Stored data entries:
╭──
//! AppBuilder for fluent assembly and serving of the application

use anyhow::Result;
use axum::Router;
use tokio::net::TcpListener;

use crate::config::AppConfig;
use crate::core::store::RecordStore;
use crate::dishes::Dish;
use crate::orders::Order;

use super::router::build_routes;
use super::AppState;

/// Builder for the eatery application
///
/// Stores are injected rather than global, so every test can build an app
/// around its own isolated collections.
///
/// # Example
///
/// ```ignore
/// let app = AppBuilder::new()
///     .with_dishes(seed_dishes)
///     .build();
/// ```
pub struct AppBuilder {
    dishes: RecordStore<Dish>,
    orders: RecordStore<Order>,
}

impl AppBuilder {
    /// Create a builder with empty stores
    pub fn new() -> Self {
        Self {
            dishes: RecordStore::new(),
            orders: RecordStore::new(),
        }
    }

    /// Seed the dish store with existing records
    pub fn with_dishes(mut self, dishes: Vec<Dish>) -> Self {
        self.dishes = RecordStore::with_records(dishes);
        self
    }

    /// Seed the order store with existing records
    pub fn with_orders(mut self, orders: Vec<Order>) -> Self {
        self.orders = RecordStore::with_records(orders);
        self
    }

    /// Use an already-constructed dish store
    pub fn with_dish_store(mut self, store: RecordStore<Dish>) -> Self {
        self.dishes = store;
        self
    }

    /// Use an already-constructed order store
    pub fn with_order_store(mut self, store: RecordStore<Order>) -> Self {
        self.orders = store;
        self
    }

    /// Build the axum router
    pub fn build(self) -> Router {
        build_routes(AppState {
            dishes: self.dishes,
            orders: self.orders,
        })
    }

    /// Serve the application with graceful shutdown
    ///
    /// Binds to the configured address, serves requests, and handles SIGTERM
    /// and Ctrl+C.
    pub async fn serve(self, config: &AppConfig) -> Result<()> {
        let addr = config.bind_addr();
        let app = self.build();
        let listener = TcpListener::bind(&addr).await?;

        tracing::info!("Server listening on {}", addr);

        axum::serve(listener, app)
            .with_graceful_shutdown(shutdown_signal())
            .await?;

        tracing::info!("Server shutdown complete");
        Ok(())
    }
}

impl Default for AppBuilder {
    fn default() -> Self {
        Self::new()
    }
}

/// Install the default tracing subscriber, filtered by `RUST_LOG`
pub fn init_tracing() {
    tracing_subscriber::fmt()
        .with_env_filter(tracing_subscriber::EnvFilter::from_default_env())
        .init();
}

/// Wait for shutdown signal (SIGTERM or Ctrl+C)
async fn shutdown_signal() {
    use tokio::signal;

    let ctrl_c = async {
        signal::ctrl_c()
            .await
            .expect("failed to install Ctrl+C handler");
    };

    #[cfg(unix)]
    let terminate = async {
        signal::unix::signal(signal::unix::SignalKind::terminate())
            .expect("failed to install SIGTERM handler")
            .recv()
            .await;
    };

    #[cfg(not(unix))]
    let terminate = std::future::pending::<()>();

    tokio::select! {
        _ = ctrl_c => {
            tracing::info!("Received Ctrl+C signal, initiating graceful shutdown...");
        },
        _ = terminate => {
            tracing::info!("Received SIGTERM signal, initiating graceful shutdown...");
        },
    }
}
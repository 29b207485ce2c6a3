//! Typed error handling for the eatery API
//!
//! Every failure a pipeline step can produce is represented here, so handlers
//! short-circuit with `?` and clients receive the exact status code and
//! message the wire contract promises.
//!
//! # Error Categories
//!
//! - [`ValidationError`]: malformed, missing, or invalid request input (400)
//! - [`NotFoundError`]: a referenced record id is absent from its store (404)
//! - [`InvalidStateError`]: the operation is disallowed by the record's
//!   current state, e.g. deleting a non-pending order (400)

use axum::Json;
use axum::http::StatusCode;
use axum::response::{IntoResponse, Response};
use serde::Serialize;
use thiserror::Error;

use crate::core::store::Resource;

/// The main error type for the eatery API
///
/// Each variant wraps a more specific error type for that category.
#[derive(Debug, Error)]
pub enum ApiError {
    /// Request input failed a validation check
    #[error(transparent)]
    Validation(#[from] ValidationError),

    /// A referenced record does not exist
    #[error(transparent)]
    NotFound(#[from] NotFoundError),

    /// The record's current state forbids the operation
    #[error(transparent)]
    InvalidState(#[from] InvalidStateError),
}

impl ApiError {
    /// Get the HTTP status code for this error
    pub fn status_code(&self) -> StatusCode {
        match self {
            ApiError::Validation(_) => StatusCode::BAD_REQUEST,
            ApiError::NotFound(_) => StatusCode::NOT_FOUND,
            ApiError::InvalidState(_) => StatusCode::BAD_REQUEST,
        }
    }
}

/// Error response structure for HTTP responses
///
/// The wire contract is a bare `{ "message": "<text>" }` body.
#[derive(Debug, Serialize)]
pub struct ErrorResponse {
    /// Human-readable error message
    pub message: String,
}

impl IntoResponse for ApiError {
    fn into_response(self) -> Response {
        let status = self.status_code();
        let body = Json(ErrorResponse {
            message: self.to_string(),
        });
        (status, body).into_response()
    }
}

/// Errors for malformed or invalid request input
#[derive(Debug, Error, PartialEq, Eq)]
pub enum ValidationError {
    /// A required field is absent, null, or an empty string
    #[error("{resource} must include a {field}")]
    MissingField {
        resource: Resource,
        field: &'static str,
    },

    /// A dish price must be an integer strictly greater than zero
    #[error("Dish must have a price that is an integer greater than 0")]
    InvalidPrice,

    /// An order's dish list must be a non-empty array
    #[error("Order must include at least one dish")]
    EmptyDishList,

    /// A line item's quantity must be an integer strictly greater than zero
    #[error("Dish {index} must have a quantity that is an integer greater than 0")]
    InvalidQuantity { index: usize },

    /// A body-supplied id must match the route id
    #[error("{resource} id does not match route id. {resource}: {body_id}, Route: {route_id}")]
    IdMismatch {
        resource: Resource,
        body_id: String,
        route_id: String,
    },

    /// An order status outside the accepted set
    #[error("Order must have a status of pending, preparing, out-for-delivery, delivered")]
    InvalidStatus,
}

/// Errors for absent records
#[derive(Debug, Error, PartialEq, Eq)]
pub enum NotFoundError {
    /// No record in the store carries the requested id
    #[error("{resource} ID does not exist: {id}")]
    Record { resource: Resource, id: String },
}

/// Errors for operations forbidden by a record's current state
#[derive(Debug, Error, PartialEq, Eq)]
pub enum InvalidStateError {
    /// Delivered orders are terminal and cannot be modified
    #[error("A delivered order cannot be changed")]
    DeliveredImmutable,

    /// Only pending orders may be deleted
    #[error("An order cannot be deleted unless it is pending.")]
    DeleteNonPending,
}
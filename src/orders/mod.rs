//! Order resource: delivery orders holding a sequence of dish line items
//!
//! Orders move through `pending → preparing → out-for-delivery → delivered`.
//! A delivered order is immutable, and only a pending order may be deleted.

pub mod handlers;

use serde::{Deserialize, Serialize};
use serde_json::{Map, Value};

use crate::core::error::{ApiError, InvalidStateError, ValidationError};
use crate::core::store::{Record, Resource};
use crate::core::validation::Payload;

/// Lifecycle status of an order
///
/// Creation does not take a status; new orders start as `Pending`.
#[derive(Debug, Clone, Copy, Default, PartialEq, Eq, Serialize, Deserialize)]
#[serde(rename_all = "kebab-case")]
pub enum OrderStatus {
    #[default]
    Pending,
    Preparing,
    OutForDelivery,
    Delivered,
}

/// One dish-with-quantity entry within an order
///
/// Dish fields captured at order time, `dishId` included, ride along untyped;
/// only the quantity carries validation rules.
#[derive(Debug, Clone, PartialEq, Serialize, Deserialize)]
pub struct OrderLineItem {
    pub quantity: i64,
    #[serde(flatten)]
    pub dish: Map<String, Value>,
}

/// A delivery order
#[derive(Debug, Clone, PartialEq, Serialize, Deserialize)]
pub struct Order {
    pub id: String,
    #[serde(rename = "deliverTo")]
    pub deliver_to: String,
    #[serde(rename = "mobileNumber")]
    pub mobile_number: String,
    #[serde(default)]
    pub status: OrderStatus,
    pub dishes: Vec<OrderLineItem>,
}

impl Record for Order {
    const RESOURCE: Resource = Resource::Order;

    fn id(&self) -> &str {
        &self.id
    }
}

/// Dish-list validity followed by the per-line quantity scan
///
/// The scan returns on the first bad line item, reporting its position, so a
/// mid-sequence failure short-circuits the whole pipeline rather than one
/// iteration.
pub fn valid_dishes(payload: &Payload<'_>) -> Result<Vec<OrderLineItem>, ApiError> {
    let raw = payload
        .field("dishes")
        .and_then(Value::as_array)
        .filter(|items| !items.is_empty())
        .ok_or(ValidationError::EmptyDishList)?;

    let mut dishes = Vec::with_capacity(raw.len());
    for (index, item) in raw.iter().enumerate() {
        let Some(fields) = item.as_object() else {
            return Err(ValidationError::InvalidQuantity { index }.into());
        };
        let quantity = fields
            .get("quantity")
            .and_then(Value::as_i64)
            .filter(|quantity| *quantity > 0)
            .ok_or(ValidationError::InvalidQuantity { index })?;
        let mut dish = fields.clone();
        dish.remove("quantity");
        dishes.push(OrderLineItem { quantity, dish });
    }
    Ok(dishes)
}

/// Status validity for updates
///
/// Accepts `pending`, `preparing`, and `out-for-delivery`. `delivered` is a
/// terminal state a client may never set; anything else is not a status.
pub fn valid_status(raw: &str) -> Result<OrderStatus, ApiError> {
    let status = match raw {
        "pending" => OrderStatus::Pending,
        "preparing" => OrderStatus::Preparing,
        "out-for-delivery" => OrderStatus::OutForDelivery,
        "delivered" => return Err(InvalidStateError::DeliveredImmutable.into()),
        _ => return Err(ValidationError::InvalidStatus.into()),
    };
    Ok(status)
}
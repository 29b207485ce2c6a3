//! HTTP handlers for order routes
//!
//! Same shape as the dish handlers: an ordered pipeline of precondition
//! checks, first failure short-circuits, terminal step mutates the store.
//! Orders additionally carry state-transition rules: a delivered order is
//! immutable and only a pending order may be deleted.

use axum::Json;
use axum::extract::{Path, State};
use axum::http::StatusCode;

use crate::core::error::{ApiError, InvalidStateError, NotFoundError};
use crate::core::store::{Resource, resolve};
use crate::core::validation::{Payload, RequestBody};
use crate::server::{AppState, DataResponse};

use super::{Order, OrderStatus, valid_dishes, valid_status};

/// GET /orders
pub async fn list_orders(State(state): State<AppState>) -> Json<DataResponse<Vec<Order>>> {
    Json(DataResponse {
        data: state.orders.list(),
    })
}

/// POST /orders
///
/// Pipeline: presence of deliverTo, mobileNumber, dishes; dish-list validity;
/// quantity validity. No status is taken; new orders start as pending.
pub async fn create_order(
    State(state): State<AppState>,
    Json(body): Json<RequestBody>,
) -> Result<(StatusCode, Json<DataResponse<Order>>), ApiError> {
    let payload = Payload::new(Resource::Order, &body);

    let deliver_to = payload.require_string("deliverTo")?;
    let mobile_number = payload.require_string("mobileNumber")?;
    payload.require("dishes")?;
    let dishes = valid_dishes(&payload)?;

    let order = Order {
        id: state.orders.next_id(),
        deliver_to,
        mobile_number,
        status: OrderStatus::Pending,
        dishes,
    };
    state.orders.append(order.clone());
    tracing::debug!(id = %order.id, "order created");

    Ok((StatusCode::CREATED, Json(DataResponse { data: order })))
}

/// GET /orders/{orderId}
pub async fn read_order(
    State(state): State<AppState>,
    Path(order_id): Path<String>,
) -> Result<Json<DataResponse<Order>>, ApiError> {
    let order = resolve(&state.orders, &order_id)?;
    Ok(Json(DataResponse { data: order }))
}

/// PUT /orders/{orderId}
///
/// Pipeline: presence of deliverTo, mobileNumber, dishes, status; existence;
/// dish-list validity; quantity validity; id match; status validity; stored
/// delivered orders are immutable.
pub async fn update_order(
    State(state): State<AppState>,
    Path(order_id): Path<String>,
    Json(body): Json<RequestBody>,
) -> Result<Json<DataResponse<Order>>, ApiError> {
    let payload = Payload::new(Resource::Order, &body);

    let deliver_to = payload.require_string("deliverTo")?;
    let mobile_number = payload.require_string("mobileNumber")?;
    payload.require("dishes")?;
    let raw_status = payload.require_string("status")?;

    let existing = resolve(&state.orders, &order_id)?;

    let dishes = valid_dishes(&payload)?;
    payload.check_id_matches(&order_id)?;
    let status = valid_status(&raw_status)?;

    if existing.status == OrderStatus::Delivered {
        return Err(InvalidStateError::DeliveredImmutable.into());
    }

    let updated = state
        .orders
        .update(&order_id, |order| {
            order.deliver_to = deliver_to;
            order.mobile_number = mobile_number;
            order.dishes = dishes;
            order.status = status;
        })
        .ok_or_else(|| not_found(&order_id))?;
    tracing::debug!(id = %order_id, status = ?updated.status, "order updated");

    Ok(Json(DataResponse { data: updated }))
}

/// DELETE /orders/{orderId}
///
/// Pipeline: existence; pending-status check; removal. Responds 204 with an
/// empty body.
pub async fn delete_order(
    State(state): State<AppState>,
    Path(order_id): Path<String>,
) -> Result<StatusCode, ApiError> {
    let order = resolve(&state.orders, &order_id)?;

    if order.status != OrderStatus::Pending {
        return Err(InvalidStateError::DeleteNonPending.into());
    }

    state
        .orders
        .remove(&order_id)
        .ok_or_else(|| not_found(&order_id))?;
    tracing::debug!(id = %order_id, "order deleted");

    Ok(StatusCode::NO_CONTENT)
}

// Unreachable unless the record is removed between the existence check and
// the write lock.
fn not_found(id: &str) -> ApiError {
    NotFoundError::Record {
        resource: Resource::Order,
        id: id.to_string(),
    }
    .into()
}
╰──
_Task requirements:_
Leave out every line above except those from the line with "pub enum OrderStatus" up to and including the line with "pub fn valid_dishes(payload: &Payload<'_>)", and copy those exactly.

_Task response:_
pub enum OrderStatus {
    #[default]
    Pending,
    Preparing,
    OutForDelivery,
    Delivered,
}

/// One dish-with-quantity entry within an order
///
/// Dish fields captured at order time, `dishId` included, ride along untyped;
/// only the quantity carries validation rules.
#[derive(Debug, Clone, PartialEq, Serialize, Deserialize)]
pub struct OrderLineItem {
    pub quantity: i64,
    #[serde(flatten)]
    pub dish: Map<String, Value>,
}

/// A delivery order
#[derive(Debug, Clone, PartialEq, Serialize, Deserialize)]
pub struct Order {
    pub id: String,
    #[serde(rename = "deliverTo")]
    pub deliver_to: String,
    #[serde(rename = "mobileNumber")]
    pub mobile_number: String,
    #[serde(default)]
    pub status: OrderStatus,
    pub dishes: Vec<OrderLineItem>,
}

impl Record for Order {
    const RESOURCE: Resource = Resource::Order;

    fn id(&self) -> &str {
        &self.id
    }
}

/// Dish-list validity followed by the per-line quantity scan
///
/// The scan returns on the first bad line item, reporting its position, so a
/// mid-sequence failure short-circuits the whole pipeline rather than one
/// iteration.
pub fn valid_dishes(payload: &Payload<'_>) -> Result<Vec<OrderLineItem>, ApiError> {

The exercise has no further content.